__Problem to work on__
Which lines of the entries below contain the string "struct"? Copy each one.

○ ○ ○ ○

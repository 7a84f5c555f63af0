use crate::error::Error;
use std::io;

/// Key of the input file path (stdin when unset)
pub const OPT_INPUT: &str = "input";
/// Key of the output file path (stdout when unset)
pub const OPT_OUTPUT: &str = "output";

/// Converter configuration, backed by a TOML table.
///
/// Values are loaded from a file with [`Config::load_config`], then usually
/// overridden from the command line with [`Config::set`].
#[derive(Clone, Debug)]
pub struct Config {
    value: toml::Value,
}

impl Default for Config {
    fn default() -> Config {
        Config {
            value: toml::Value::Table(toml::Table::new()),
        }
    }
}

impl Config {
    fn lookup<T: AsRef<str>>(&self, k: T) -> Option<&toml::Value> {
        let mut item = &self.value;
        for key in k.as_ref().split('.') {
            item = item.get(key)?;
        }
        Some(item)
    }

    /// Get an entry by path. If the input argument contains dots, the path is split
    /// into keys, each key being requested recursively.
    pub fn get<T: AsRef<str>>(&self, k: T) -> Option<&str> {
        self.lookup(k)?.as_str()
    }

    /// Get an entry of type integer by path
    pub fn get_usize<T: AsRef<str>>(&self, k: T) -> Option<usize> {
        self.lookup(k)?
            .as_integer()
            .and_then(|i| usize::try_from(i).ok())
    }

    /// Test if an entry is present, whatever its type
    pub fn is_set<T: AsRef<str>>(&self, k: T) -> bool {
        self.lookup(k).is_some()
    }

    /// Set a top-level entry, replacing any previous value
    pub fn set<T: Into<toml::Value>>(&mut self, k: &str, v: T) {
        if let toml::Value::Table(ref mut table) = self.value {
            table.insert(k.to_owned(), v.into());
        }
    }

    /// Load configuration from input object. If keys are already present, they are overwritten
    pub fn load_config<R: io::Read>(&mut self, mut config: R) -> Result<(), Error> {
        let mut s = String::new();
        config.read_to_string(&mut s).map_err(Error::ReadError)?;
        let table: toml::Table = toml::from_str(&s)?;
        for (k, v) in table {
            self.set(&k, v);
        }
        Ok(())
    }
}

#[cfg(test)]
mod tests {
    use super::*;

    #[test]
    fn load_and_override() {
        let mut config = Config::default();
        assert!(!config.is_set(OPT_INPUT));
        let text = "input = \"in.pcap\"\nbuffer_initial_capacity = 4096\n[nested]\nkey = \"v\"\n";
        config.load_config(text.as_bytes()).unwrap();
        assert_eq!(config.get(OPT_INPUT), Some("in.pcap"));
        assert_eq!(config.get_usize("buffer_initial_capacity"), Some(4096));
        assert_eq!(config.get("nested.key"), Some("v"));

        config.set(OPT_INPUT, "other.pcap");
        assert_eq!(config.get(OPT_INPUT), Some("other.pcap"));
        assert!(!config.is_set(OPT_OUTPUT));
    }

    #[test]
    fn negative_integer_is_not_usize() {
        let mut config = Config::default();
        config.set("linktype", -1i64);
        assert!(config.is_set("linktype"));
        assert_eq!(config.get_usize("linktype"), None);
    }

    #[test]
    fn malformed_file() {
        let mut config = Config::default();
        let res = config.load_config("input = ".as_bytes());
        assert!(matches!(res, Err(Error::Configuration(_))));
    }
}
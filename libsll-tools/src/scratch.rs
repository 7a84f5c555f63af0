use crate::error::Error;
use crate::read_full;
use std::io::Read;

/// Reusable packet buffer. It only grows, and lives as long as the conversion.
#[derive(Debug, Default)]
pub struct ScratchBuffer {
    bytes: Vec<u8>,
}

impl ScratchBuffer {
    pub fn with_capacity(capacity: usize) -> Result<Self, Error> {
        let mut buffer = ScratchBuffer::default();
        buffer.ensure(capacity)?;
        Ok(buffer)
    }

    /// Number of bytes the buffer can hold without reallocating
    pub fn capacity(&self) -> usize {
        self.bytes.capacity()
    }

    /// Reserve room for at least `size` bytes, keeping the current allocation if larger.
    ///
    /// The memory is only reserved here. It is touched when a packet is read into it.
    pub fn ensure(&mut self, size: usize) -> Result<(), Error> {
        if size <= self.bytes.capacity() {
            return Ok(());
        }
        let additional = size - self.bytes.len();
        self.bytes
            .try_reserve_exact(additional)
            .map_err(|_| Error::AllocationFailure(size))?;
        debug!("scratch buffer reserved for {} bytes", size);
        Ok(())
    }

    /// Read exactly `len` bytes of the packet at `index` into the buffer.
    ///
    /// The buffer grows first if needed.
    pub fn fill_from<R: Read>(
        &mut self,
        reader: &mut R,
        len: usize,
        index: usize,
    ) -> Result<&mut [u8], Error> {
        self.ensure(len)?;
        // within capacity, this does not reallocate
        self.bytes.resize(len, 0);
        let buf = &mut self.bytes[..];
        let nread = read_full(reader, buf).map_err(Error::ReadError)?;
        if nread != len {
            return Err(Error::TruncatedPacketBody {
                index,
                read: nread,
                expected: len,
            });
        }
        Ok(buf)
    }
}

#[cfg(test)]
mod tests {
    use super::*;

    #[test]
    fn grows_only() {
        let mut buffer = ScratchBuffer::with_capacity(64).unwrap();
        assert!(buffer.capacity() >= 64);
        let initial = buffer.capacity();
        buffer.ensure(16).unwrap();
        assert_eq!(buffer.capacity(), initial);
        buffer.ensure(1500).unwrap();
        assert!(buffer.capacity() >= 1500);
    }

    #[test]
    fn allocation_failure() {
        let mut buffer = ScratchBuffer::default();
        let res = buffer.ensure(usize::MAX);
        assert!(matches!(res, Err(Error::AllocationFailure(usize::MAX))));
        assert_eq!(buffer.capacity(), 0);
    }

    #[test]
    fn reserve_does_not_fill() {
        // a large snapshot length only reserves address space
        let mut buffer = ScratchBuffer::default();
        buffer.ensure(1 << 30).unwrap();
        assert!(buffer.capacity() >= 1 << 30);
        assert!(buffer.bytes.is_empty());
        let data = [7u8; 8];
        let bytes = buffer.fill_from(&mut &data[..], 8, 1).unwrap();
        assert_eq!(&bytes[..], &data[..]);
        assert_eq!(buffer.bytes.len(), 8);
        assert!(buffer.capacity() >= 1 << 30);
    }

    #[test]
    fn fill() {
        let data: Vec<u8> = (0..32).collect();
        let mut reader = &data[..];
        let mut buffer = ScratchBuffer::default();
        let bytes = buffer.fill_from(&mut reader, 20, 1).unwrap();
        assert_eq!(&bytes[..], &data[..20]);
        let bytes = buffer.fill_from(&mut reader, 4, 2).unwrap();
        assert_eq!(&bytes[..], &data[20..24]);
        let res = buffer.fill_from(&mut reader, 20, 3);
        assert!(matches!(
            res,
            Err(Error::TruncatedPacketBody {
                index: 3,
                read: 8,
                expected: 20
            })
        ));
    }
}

○ ○ ○ ○

__Response box__
pub struct Config {
pub struct ScratchBuffer {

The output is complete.